# Instructions to follow
Among the entries, find the lines with the string "forbidden" and copy them.

# Input for this task
⟨
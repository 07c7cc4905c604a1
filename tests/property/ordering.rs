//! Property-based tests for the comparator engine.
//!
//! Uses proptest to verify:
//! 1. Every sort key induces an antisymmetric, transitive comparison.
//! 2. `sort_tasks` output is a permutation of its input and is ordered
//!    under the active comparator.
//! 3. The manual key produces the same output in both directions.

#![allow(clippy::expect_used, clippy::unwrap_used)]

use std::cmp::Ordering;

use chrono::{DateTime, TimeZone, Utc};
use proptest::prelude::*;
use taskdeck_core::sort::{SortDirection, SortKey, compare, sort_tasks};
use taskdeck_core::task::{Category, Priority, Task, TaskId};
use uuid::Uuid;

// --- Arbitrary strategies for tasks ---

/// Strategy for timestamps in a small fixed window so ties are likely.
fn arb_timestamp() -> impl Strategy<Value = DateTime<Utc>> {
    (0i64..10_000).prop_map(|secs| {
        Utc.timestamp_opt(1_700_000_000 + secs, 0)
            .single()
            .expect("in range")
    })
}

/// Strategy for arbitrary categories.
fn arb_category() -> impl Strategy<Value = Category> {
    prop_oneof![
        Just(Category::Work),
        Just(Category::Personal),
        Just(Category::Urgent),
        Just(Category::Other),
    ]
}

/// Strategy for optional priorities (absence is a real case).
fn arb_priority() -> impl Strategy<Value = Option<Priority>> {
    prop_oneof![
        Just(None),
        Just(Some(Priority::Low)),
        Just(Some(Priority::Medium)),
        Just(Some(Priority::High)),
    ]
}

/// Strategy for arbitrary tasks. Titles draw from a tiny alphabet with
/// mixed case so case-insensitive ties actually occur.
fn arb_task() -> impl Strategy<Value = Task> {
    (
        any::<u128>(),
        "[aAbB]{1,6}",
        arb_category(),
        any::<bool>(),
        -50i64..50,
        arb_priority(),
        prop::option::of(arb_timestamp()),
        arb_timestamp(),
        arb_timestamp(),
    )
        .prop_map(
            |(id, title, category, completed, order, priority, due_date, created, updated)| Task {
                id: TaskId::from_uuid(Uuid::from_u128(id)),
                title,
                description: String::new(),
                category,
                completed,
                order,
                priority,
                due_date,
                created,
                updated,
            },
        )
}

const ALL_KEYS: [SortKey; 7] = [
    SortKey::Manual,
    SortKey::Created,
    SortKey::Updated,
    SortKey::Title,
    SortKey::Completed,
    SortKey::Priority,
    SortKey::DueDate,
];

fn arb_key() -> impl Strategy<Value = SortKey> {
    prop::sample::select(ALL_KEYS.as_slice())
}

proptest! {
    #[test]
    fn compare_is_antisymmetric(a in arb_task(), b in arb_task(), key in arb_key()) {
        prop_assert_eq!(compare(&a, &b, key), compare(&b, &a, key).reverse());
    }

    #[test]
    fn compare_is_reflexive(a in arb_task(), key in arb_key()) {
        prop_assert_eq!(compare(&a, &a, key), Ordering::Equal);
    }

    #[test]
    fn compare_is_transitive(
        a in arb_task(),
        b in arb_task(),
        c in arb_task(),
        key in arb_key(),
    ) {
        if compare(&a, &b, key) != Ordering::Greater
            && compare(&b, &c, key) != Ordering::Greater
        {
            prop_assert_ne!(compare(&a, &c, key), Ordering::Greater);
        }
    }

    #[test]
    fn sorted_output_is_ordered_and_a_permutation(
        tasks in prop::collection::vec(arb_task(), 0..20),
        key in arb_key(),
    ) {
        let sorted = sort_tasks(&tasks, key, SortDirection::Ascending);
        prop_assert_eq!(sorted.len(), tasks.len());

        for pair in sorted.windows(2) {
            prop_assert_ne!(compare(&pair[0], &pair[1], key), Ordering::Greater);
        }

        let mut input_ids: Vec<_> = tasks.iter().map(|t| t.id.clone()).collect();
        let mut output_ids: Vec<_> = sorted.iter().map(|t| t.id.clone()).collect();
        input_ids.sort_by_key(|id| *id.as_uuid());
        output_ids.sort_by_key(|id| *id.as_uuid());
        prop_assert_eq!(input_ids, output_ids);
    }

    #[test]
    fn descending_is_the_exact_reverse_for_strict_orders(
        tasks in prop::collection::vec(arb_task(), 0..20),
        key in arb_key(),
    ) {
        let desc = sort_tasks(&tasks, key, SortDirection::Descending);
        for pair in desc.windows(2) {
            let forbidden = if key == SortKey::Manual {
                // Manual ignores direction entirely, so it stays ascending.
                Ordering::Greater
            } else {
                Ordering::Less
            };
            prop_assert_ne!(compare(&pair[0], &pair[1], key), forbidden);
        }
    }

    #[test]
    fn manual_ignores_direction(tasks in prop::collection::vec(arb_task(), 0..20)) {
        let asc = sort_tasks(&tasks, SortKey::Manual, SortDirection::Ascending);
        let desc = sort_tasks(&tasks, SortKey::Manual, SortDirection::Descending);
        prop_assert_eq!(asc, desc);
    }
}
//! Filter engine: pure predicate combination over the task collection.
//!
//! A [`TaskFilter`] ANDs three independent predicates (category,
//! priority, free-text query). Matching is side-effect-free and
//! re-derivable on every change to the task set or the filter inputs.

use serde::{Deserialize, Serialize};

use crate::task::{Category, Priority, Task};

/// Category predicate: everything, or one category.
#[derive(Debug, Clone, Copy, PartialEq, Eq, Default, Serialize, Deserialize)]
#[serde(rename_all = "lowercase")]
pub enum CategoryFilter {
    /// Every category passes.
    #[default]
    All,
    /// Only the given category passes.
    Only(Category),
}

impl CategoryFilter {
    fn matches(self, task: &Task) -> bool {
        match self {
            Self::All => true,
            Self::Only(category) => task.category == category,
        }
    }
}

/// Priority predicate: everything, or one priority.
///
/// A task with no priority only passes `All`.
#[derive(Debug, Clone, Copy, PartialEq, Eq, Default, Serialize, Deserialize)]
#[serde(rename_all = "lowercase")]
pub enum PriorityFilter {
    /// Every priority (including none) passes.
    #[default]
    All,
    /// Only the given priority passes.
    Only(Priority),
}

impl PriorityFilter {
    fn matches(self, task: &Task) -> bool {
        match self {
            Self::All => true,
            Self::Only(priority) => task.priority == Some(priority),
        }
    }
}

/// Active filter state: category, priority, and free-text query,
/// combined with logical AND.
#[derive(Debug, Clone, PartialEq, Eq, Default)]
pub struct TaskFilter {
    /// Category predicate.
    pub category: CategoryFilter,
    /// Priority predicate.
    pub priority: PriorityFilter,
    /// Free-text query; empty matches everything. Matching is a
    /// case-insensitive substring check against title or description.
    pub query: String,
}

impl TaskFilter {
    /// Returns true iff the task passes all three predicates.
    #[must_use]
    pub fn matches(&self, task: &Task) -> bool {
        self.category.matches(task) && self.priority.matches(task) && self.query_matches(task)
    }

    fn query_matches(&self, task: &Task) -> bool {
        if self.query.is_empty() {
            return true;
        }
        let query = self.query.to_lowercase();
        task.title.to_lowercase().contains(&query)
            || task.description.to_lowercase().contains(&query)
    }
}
⟩
# Solved problem
            let forbidden = if key == SortKey::Manual {
            prop_assert_ne!(compare(&pair[0], &pair[1], key), forbidden);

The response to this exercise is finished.